Memories of an unrequited love, a name in a heart etched in technicolor on the body, or maybe that ridiculous design inked in permanently after a night on the booze. There was the guy who had huge eyes tattooed on his buttocks in an attempt to win every "Hey, fella, bet I can stare you out" challenge. From a "Where's Waldo?" behind an ear, to an elaborate snake curling round a thigh with its head disappearing into a woman's bottom, here at redOrbit we've seen them all and the regrets that go with ‘em.
For some, the chagrin and shame is so strong that tattoo removal is the only option, which can turn out to be a painful, messy quest. The tattoo removal industry generates around $75 million each year in the United States alone, but the various procedures involved can be very unpleasant.
BLTR: not a sandwich
But help is on hand. Alec Falkenham, a PhD student in Pathology at Dalhousie University in Halifax has developed a pain-free solution, something called "Bisphosphonate Liposomal Tattoo Removal" (BLTR) which is basically a kind of vanishing cream – rub it on a few times and the tattoo fades.
Sound too good to be true? Well maybe, but let's look at how it works.
BLTR tackles the problem from a totally different angle. Instead of the most common laser-removal techniques, Falkenham's cream utilizes the skin's natural healing processes. When ink pigments enter the body during a tattoo, they are attacked by and eaten by white blood cells known as "macrophages".
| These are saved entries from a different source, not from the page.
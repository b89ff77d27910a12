//! KPSS level-stationarity test and differencing order selection

use crate::differencing::difference;
use crate::stats::{autocovariance, mean};
use crate::{MathError, Result};
use serde::{Deserialize, Serialize};

/// Critical value of the KPSS level statistic at the 5% level
pub const KPSS_CRITICAL_5PCT: f64 = 0.463;

/// Outcome of a KPSS test
#[derive(Debug, Clone, Copy, PartialEq, Serialize, Deserialize)]
pub struct KpssResult {
    /// Test statistic
    pub statistic: f64,
    /// Bartlett window truncation lag
    pub lags: usize,
    /// True when the null of level stationarity is not rejected
    pub is_stationary: bool,
}

/// KPSS test for level stationarity.
///
/// `lags` defaults to `floor(4 * (n / 100)^(1/4))`. A series with no
/// variation is reported as stationary.
pub fn kpss_test(series: &[f64], lags: Option<usize>) -> Result<KpssResult> {
    let n = series.len();
    if n < 4 {
        return Err(MathError::InsufficientData(format!(
            "KPSS test needs at least 4 values, have {}",
            n
        )));
    }

    let lags = lags
        .unwrap_or_else(|| (4.0 * (n as f64 / 100.0).powf(0.25)).floor() as usize)
        .clamp(1, n / 2);

    let m = mean(series).unwrap_or(0.0);

    let mut partial = 0.0;
    let numerator = series
        .iter()
        .map(|&x| {
            partial += x - m;
            partial * partial
        })
        .sum::<f64>()
        / (n * n) as f64;

    let mut long_run = autocovariance(series, m, 0);
    for j in 1..=lags {
        let weight = 1.0 - j as f64 / (lags + 1) as f64;
        long_run += 2.0 * weight * autocovariance(series, m, j);
    }

    if long_run <= f64::EPSILON {
        return Ok(KpssResult {
            statistic: 0.0,
            lags,
            is_stationary: true,
        });
    }

    let statistic = numerator / long_run;
    if !statistic.is_finite() {
        return Err(MathError::CalculationError(format!(
            "KPSS statistic is not finite ({})",
            statistic
        )));
    }

    Ok(KpssResult {
        statistic,
        lags,
        is_stationary: statistic < KPSS_CRITICAL_5PCT,
    })
}

/// Number of first differences needed before KPSS stops rejecting stationarity.
///
/// Never exceeds `max_d`; stops early when the series becomes too short to test.
pub fn ndiffs(series: &[f64], max_d: usize) -> Result<usize> {
    let mut current = series.to_vec();
    let mut d = 0;

    while d < max_d {
        if kpss_test(&current, None)?.is_stationary {
            break;
        }
        if current.len() <= 5 {
            break;
        }
        current = difference(&current, 1)?;
        d += 1;
    }

    Ok(d)
}
//! Error types for the count_forecast crate

use series_math::MathError;
use std::time::Duration;
use thiserror::Error;

/// Custom error types for the count_forecast crate
#[derive(Debug, Error)]
pub enum ForecastError {
    /// Invalid series content or unusable input file
    #[error("Data error: {0}")]
    DataError(String),

    /// Training series too short for the configured seasonal period
    #[error("Insufficient data: need at least {needed} observations, got {got}")]
    InsufficientData { needed: usize, got: usize },

    /// Parameter estimation or order search did not converge
    #[error("Model fit error: {0}")]
    ModelFitError(String),

    /// A fitted model could not produce the requested horizon
    #[error("Forecasting error: {0}")]
    ForecastingError(String),

    /// Percentage error is undefined for the scored values
    #[error("Score error: {0}")]
    ScoreError(String),

    /// Every registered model failed validation
    #[error("No viable model: every registered model failed validation")]
    NoViableModel,

    /// Missing reference data or inconsistent pipeline settings
    #[error("Configuration error: {0}")]
    ConfigurationError(String),

    /// Error from invalid parameters
    #[error("Invalid parameter: {0}")]
    InvalidParameter(String),

    /// A model fit exceeded its time budget
    #[error("Model fit timed out after {0:?}")]
    Timeout(Duration),

    /// Error from the numerical layer
    #[error("Math error: {0}")]
    MathError(#[from] MathError),

    /// Error from IO operations
    #[error("IO error: {0}")]
    IoError(#[from] std::io::Error),

    /// Error from CSV parsing or writing
    #[error("CSV error: {0}")]
    CsvError(String),

    /// Error from JSON (de)serialization
    #[error("JSON error: {0}")]
    JsonError(String),
}

/// Result type with our custom error
pub type Result<T> = std::result::Result<T, ForecastError>;

impl From<csv::Error> for ForecastError {
    fn from(err: csv::Error) -> Self {
        ForecastError::CsvError(err.to_string())
    }
}

impl From<serde_json::Error> for ForecastError {
    fn from(err: serde_json::Error) -> Self {
        ForecastError::JsonError(err.to_string())
    }
}

impl ForecastError {
    /// True for errors that end a pipeline run instead of excluding one model
    pub fn is_fatal(&self) -> bool {
        matches!(
            self,
            ForecastError::NoViableModel
                | ForecastError::ConfigurationError(_)
                | ForecastError::InvalidParameter(_)
        )
    }
}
"Macrophages are known as the big eaters of the immune system," said Falkenham. "They eat foreign material, like tattoo pigment, to protect the surrounding tissue."
According to this research, there are two kinds of macrophage at work. One set carries some of the ink's pigment to the draining lymph nodes, removing it from the area around the new tattoo. The other set, the macrophages which have "eaten" the pigment, bury themselves in your skin to form the visible tattoo.
But over time, the second set – the macrophages that formed the tattoo – are slowly replaced. This is why tattoos fade over the years. The idea behind the removal cream is that the BLTR targets those pigment-carrying macrophages for removal. Falkenham and his team made the cream using a lipid-vesicle, or liposome, that they created specially.
"When new macrophages come to remove the liposome from cells that once contained pigment, they also take the pigment with them to the lymph nodes, resulting in a fading tattoo," says Falkenham.
A new kind of Trojan, and just as helpful
The new cream should be much safer than alternative than current tattoo removal processes. The liposomes act like a kind of "Trojan horse" in their drug delivery and target those cells which can consume them, specifically those containing tattoo pigment. Any potential side effects should be restricted to the small number of non-pigmented surrounding cells.
Falkenham worked with Dal's Industry Liaison and Innovation (ILI) office to patent his technology. Together they have secured funding through Springboard Atlantic and Innovacorp Early Stage Commercialization Fund for his research into BLTR and he is continuing to work with ILI.
This particular scientist has a personal interest in his research. He is a tattoo lover himself. "This idea started when I got my first tattoo and I was thinking of the tattoo process from an immune point of view," explains Alec. "Since then, I have added three more and currently don't regret any of them – but that's probably a reflection on me waiting until I was older."